Je le subodorais depuis des années mais depuis quelques mois, c’est devenu une certitude : en abandonnant le support papier, la chose écrite est en train de perdre définitivement toute matérialité pour devenir un pur jeu virtuel qui est en train de perdre toute sa puissance d’évocation, de validation de la réalité, et de vérité.
Comme la plupart des gens ayant fait leurs écoles au XXe siècle, j’ai baigné dans un univers dans lequel l’écrit régnait en maitre. Du cunéiforme aux hiéroglyphes, des caractères chinois à l’arabe, du latin au cyrillique, il m’a toujours semblé que l’alphabet relevait du sacré, du tabou, de la vénération, qu’il avait droit à un culte et à des rituels précis formalisés par les règles de l’orthographe et de la grammaire, et cela quelle que soit la graphie adoptée par les différentes cultures. L’écrit plus fort que le temps, plus puissant que la mort, plus résistant que les tyrannies et les dictatures. L’écrit capable de faire revivre le passé et de changer l’avenir…
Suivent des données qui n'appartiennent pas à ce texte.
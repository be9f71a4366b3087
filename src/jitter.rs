//! Jitter strategies to prevent synchronized retry storms.
//!
//! - `None`: exact backoff delay, for tests and tightly controlled workflows.
//! - `Full`: uniform in `[0, delay]`.
//! - `Equal`: uniform in `[delay/2, delay]`.
//! - `Additive`: `delay + uniform[0, max)`, the default for outbound calls
//!   (`base * 2^attempt + random(0, 1s)`).
//!
//! RNG: `rand`'s thread-local RNG by default; deterministic RNGs can be injected via
//! [`Jitter::apply_with_rng`].

use rand::{rng, Rng};
use std::time::Duration;

/// Jitter strategy for randomizing retry delays
#[derive(Debug, Clone, Copy, PartialEq, Eq)]
pub enum Jitter {
    None,
    Full,
    Equal,
    /// Adds a random amount in `[0, max)` on top of the delay.
    Additive(Duration),
}

impl Jitter {
    pub fn full() -> Self {
        Jitter::Full
    }

    pub fn equal() -> Self {
        Jitter::Equal
    }

    pub fn additive(max: Duration) -> Self {
        Jitter::Additive(max)
    }

    /// Apply jitter to a delay duration
    pub fn apply(&self, delay: Duration) -> Duration {
        let mut rng = rng();
        self.apply_with_rng(delay, &mut rng)
    }

    /// Apply jitter with a caller-supplied RNG.
    pub fn apply_with_rng<R: Rng>(&self, delay: Duration, rng: &mut R) -> Duration {
        let millis = as_millis_saturated(delay);
        match self {
            Jitter::None => delay,
            Jitter::Full => {
                if millis == 0 {
                    return Duration::ZERO;
                }
                Duration::from_millis(rng.random_range(0..=millis))
            }
            Jitter::Equal => {
                if millis == 0 {
                    return Duration::ZERO;
                }
                Duration::from_millis(rng.random_range(millis / 2..=millis))
            }
            Jitter::Additive(max) => {
                let spread = as_millis_saturated(*max);
                if spread == 0 {
                    return delay;
                }
                delay.saturating_add(Duration::from_millis(rng.random_range(0..spread)))
            }
        }
    }
}

fn as_millis_saturated(d: Duration) -> u64 {
    u64::try_from(d.as_millis()).unwrap_or(u64::MAX)
}
//! JSON configuration for the whole admission layer.
//!
//! Durations are milliseconds; keys are camelCase. Every section is optional and falls back to
//! the preset defaults.
//!
//! ```rust
//! use portcullis::config::PortcullisConfig;
//!
//! let config = PortcullisConfig::from_json_str(r#"{
//!     "limiters": { "login": { "maxRequests": 3, "windowMs": 600000 } },
//!     "pipeline": { "timeoutMs": 15000 }
//! }"#).unwrap();
//! assert_eq!(config.limiters()["login"].max_requests(), 3);
//! assert_eq!(config.limiters()["batch"].max_requests(), 3);
//! ```

use crate::backoff::Backoff;
use crate::cache::{DEFAULT_SWEEP_INTERVAL, DEFAULT_TTL};
use crate::error::{BuildError, ConfigError};
use crate::jitter::Jitter;
use crate::metrics::DEFAULT_SLOW_THRESHOLD;
use crate::presets::LimiterPreset;
use crate::rate_limit::RateLimitConfig;
use crate::realtime::RealtimeConfig;
use crate::retry::{RetryPolicy, DEFAULT_BASE_DELAY, DEFAULT_MAX_JITTER, DEFAULT_MAX_RETRIES};
use crate::timeout::{TimeoutPolicy, DEFAULT_TIMEOUT};
use serde::Deserialize;
use std::collections::BTreeMap;
use std::time::Duration;

/// Interval of the limiter sweep (5 minutes).
pub const DEFAULT_LIMITER_SWEEP_INTERVAL: Duration = Duration::from_secs(5 * 60);

#[derive(Debug, Clone, Deserialize)]
#[serde(rename_all = "camelCase", deny_unknown_fields)]
struct LimiterSection {
    max_requests: u32,
    window_ms: u64,
    #[serde(default)]
    message: Option<String>,
}

#[derive(Debug, Clone, Default, Deserialize)]
#[serde(rename_all = "camelCase", default, deny_unknown_fields)]
struct CacheSection {
    default_ttl_ms: Option<u64>,
    sweep_interval_ms: Option<u64>,
}

#[derive(Debug, Clone, Default, Deserialize)]
#[serde(rename_all = "camelCase", default, deny_unknown_fields)]
struct PipelineSection {
    timeout_ms: Option<u64>,
    max_retries: Option<usize>,
    base_delay_ms: Option<u64>,
    max_jitter_ms: Option<u64>,
    slow_threshold_ms: Option<u64>,
}

#[derive(Debug, Clone, Deserialize)]
#[serde(rename_all = "camelCase", deny_unknown_fields)]
struct RealtimeSection {
    endpoint: String,
    #[serde(default)]
    heartbeat_ms: Option<u64>,
    #[serde(default)]
    reconnect_delay_ms: Option<u64>,
    #[serde(default)]
    history_capacity: Option<usize>,
}

#[derive(Debug, Clone, Default, Deserialize)]
#[serde(rename_all = "camelCase", default, deny_unknown_fields)]
struct RawConfig {
    limiters: BTreeMap<String, LimiterSection>,
    sweep_interval_ms: Option<u64>,
    cache: CacheSection,
    pipeline: PipelineSection,
    realtime: Option<RealtimeSection>,
}

/// Validated cache settings.
#[derive(Debug, Clone, Copy, PartialEq, Eq)]
pub struct CacheSettings {
    pub default_ttl: Duration,
    pub sweep_interval: Duration,
}

/// Validated outbound pipeline settings.
#[derive(Debug, Clone, PartialEq, Eq)]
pub struct PipelineSettings {
    pub timeout: TimeoutPolicy,
    pub max_retries: usize,
    pub base_delay: Duration,
    pub max_jitter: Duration,
    pub slow_threshold: Duration,
}

impl PipelineSettings {
    /// Retry policy with these settings and the tokio sleeper.
    pub fn retry_policy<E>(&self) -> RetryPolicy<E> {
        RetryPolicy::builder()
            .max_retries(self.max_retries)
            .backoff(Backoff::exponential(self.base_delay))
            .with_jitter(Jitter::additive(self.max_jitter))
            .build()
    }
}

impl Default for PipelineSettings {
    fn default() -> Self {
        Self {
            timeout: TimeoutPolicy::default(),
            max_retries: DEFAULT_MAX_RETRIES,
            base_delay: DEFAULT_BASE_DELAY,
            max_jitter: DEFAULT_MAX_JITTER,
            slow_threshold: DEFAULT_SLOW_THRESHOLD,
        }
    }
}

/// Fully validated configuration.
#[derive(Debug, Clone, PartialEq, Eq)]
pub struct PortcullisConfig {
    limiters: BTreeMap<String, RateLimitConfig>,
    limiter_sweep_interval: Duration,
    cache: CacheSettings,
    pipeline: PipelineSettings,
    realtime: Option<RealtimeConfig>,
}

impl Default for PortcullisConfig {
    fn default() -> Self {
        Self {
            limiters: preset_limiters(),
            limiter_sweep_interval: DEFAULT_LIMITER_SWEEP_INTERVAL,
            cache: CacheSettings { default_ttl: DEFAULT_TTL, sweep_interval: DEFAULT_SWEEP_INTERVAL },
            pipeline: PipelineSettings::default(),
            realtime: None,
        }
    }
}

fn preset_limiters() -> BTreeMap<String, RateLimitConfig> {
    LimiterPreset::ALL.into_iter().map(|p| (p.name().to_string(), p.config())).collect()
}

fn invalid(section: impl Into<String>) -> impl FnOnce(BuildError) -> ConfigError {
    let section = section.into();
    move |source| ConfigError::Invalid { section, source }
}

fn positive_ms(ms: Option<u64>, default: Duration, name: &'static str) -> Result<Duration, BuildError> {
    match ms {
        None => Ok(default),
        Some(0) => Err(BuildError::ZeroDuration { name }),
        Some(ms) => Ok(Duration::from_millis(ms)),
    }
}

impl PortcullisConfig {
    /// Parse and validate a JSON document.
    pub fn from_json_str(json: &str) -> Result<Self, ConfigError> {
        let raw: RawConfig = serde_json::from_str(json)?;
        Self::from_raw(raw)
    }

    fn from_raw(raw: RawConfig) -> Result<Self, ConfigError> {
        // named limiters override presets of the same name
        let mut limiters = preset_limiters();
        for (name, section) in raw.limiters {
            let mut config = RateLimitConfig::new(section.max_requests, Duration::from_millis(section.window_ms))
                .map_err(invalid(format!("limiters.{name}")))?;
            if let Some(message) = section.message {
                config = config.with_message(message);
            }
            limiters.insert(name, config);
        }

        let limiter_sweep_interval =
            positive_ms(raw.sweep_interval_ms, DEFAULT_LIMITER_SWEEP_INTERVAL, "sweepIntervalMs")
                .map_err(invalid("root"))?;

        let cache = CacheSettings {
            default_ttl: positive_ms(raw.cache.default_ttl_ms, DEFAULT_TTL, "defaultTtlMs")
                .map_err(invalid("cache"))?,
            sweep_interval: positive_ms(raw.cache.sweep_interval_ms, DEFAULT_SWEEP_INTERVAL, "sweepIntervalMs")
                .map_err(invalid("cache"))?,
        };

        let p = raw.pipeline;
        let timeout = match p.timeout_ms {
            None => TimeoutPolicy::new(DEFAULT_TIMEOUT),
            Some(ms) => TimeoutPolicy::new(Duration::from_millis(ms)),
        }
        .map_err(invalid("pipeline"))?;
        let pipeline = PipelineSettings {
            timeout,
            max_retries: p.max_retries.unwrap_or(DEFAULT_MAX_RETRIES),
            base_delay: p.base_delay_ms.map_or(DEFAULT_BASE_DELAY, Duration::from_millis),
            max_jitter: p.max_jitter_ms.map_or(DEFAULT_MAX_JITTER, Duration::from_millis),
            slow_threshold: p.slow_threshold_ms.map_or(DEFAULT_SLOW_THRESHOLD, Duration::from_millis),
        };

        let realtime = raw.realtime.map(realtime_config).transpose().map_err(invalid("realtime"))?;

        Ok(Self { limiters, limiter_sweep_interval, cache, pipeline, realtime })
    }

    /// Limiter settings by name, presets included.
    pub fn limiters(&self) -> &BTreeMap<String, RateLimitConfig> {
        &self.limiters
    }

    pub fn limiter_sweep_interval(&self) -> Duration {
        self.limiter_sweep_interval
    }

    pub fn cache(&self) -> CacheSettings {
        self.cache
    }

    pub fn pipeline(&self) -> &PipelineSettings {
        &self.pipeline
    }

    pub fn realtime(&self) -> Option<&RealtimeConfig> {
        self.realtime.as_ref()
    }
}

fn realtime_config(section: RealtimeSection) -> Result<RealtimeConfig, BuildError> {
    // accept either a socket url or the application origin
    let mut config = if section.endpoint.starts_with("ws") {
        RealtimeConfig::new(&section.endpoint)?
    } else {
        RealtimeConfig::for_origin(&section.endpoint)?
    };
    if let Some(ms) = section.heartbeat_ms {
        config = config.with_heartbeat(Duration::from_millis(ms))?;
    }
    if let Some(ms) = section.reconnect_delay_ms {
        config = config.with_reconnect_delay(Duration::from_millis(ms))?;
    }
    if let Some(capacity) = section.history_capacity {
        config = config.with_history_capacity(capacity)?;
    }
    Ok(config)
}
A la fin du siècle passé, disons au moment du faux bug de l’an 2000, au moment du grand basculement du monde dans l’ère numérique, il était encore possible de se raccrocher à l’écrit comme à une bouée.
Après tout, le nouvel âge digital, après l’hommage excessif rendu à la parole et à l’image par le téléphone, la radio, le cinéma et la télévision, ne réhabilitait-il pas l’écrit en lui redonnant une place de choix, dans les sms, les blogs, les chats, les commentaires Facebook et autres tweets ? Et face à ce nouveau déluge numérique, aussi envahissant et inquiétant qu’un tsunami sur Fukushima, les hommes et les femmes de chair et d’os n’avaient-ils pas toujours besoin de l’écrit pour valider, ancrer, graver dans leurs neurones cette masse d’informations brutes ? En faisant le tri, en proposant des grilles de lecture, en opérant des classements, en proposant des orientations, la chose écrite devenait moins immédiate mais trouvait sa pleine légitimité, un peu plus amont dans la chaine de l’information et de la connaissance. Scripta semper manent, pouvait-on encore espérer.
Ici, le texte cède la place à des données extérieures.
//! Interactive search session.
//!
//! # Responsibility
//! - Route host activation events to the management or search screen.
//! - Drive the keyboard selection state machine over match results.
//! - Hand committed payloads to the host bridge.
//!
//! # Invariants
//! - Single-threaded: every call arrives on the UI event loop.
//! - Scoped resources (keyboard subscription, settle timer) never outlive
//!   the search session that owns them.

pub mod activation;
pub mod host;
pub mod launcher;
pub mod selection;
//! Core domain logic for SnipDeck, a personal snippet launcher.
//! This crate is the single source of truth for store, matching and
//! selection behavior; UI and host glue live in the ffi/cli crates.

pub mod codec;
pub mod config;
pub mod db;
pub mod kv;
pub mod logging;
pub mod model;
pub mod repo;
pub mod search;
pub mod session;

pub use codec::{
    export_snapshot, import_report, import_snapshot, inspect_import, snapshot_file_name,
    CodecError, ImportIssue, ImportReport, Snapshot,
};
pub use config::{ConfigError, LauncherConfig};
pub use kv::{KeyValueStore, KvError, KvResult, MemoryKeyValueStore, SqliteKeyValueStore};
pub use logging::{default_log_level, init_logging, logging_status, LoggingError};
pub use model::entry::{Collection, Entry, EntryDraft, EntryId, EntryValidationError};
pub use repo::item_store::{ItemStore, StoreError, StoreResult};
pub use search::matcher::{match_entries, search_entries, Candidate, MatchQuery, MatchRank};
pub use session::activation::{ActivationEvent, Screen};
pub use session::host::{HostBridge, HostCommand, HostError, QueuedHost};
pub use session::launcher::Launcher;
pub use session::selection::{KeyEvent, SelectionController, SelectionOutcome, SelectionState};

/// Returns the core crate version.
pub fn core_version() -> &'static str {
    env!("CARGO_PKG_VERSION")
}

#[cfg(test)]
mod tests {
    use super::core_version;

    #[test]
    fn version_is_not_empty() {
        assert!(!core_version().is_empty());
    }
}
C’était hier. Autant dire, pour un jeune de vingt ans aujourd’hui, au temps de Jurassic Park. Car j’ai en effet le sentiment que cette conception de l’écrit relève désormais de l’âge des dinosaures. En perdant peu à peu, mais inéluctablement, son support matériel, papier, journal ou livre, l’écrit, qui était déjà une abstraction par nature, est en train de perdre tout lien avec la réalité, et pire encore, avec la vérité. Car l’écriture, même si elle permet tous les mensonges et toutes les erreurs, a le grand avantage, s’il est gravé sur un support matériel, de pouvoir être critiqué et démenti. On peut toujours démontrer sa fausseté, il est falsifiable, au sens ou Karl Popper l’entend d’une théorie scientifique. Mais avec l’écrit sur écran, plus rien n’est prouvable, plus rien n’est démontrable, une vérité chasse l’autre dans une cascade sans fin qui ne permet même plus de savoir dans quel sens coule le fleuve.
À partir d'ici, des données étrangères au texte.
use snipdeck_core::{match_entries, Entry, EntryDraft, MatchRank, SelectionController, SelectionState};

fn entry(id: &str, trigger: &str) -> Entry {
    Entry::with_id(id, EntryDraft::new(trigger, format!("{trigger} title")))
}

#[test]
fn exact_trigger_ranks_before_prefix() {
    let entries = vec![entry("1", "email"), entry("2", "em")];
    let candidates = match_entries(&entries, "em");

    let triggers = candidates
        .iter()
        .map(|candidate| candidate.entry.trigger.as_str())
        .collect::<Vec<_>>();
    assert_eq!(triggers, vec!["em", "email"]);
}

#[test]
fn trigger_infix_is_a_candidate() {
    let entries = vec![entry("1", "gitlink")];
    let candidates = match_entries(&entries, "link");
    assert_eq!(candidates.len(), 1);
    assert_eq!(candidates[0].entry.id, "1");
}

#[test]
fn empty_collection_stays_idle() {
    let candidates = match_entries(&[], "anything");
    assert!(candidates.is_empty());

    let mut controller = SelectionController::default();
    controller.set_candidates(candidates);
    assert_eq!(controller.state(), SelectionState::Idle);
    assert_eq!(controller.selected_index(), 0);
}

#[test]
fn empty_query_is_always_empty() {
    let entries = (0..10)
        .map(|i| entry(&i.to_string(), &format!("t{i}")))
        .collect::<Vec<_>>();
    assert!(match_entries(&entries, "").is_empty());
}

#[test]
fn exact_matches_precede_every_other_match() {
    let triggers = ["xpw", "pw-home", "PW", "passwords", "pw", "mypw", "Pw"];
    let entries = triggers
        .iter()
        .enumerate()
        .map(|(i, trigger)| entry(&i.to_string(), trigger))
        .collect::<Vec<_>>();

    let candidates = match_entries(&entries, "pw");
    let first_non_exact = candidates
        .iter()
        .position(|candidate| candidate.rank != MatchRank::ExactTrigger)
        .expect("there are non-exact matches");
    assert_eq!(first_non_exact, 3);
    assert!(candidates[first_non_exact..]
        .iter()
        .all(|candidate| candidate.rank != MatchRank::ExactTrigger));

    let ids = candidates
        .iter()
        .map(|candidate| candidate.entry.id.as_str())
        .collect::<Vec<_>>();
    assert_eq!(ids, vec!["2", "4", "6", "1", "0", "5"]);
}

#[test]
fn index_stays_in_bounds_for_any_key_sequence() {
    let entries = vec![entry("1", "ab"), entry("2", "abc"), entry("3", "abcd")];
    let mut controller = SelectionController::default();
    controller.set_candidates(match_entries(&entries, "ab"));

    let pattern = [true, true, true, true, false, true, false, false, false, false, true];
    for down in pattern {
        if down {
            controller.move_down();
        } else {
            controller.move_up();
        }
        assert!(controller.selected_index() < controller.candidates().len());
    }

    controller.set_candidates(match_entries(&entries, "zzz"));
    assert_eq!(controller.selected_index(), 0);
}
Et tout aussi inquiétant, le cerveau ne sait plus ce qu’il doit graver, quelle base retenir pour faire ses estimations, appréhender la réalité quotidienne ou planifier sa journée de travail. Je viens d’en faire l’expérience récemment avec de jeunes collaborateurs. Pour être sûr qu’ils avaient bien compris le cahier des charges et les consignes, j’avais jugé utile de les imprimer sur une feuille de papier. Peine perdue. J’aurai peut-être eu une petite chance avec des alertes Iphone dopées aux emoticons. Mais une feuille de papier imprimée, quelle idée ! Un moyen de communiquer à peine plus moderne qu’un bas-relief d’un temple grec !
Chère lectrice, cher lecteur, merci de m’avoir suivi jusqu’ici. Votre persévérance montre qu’il y a encore quelques survivants de l’ère de l’écrit classique. Jusqu’à quand ?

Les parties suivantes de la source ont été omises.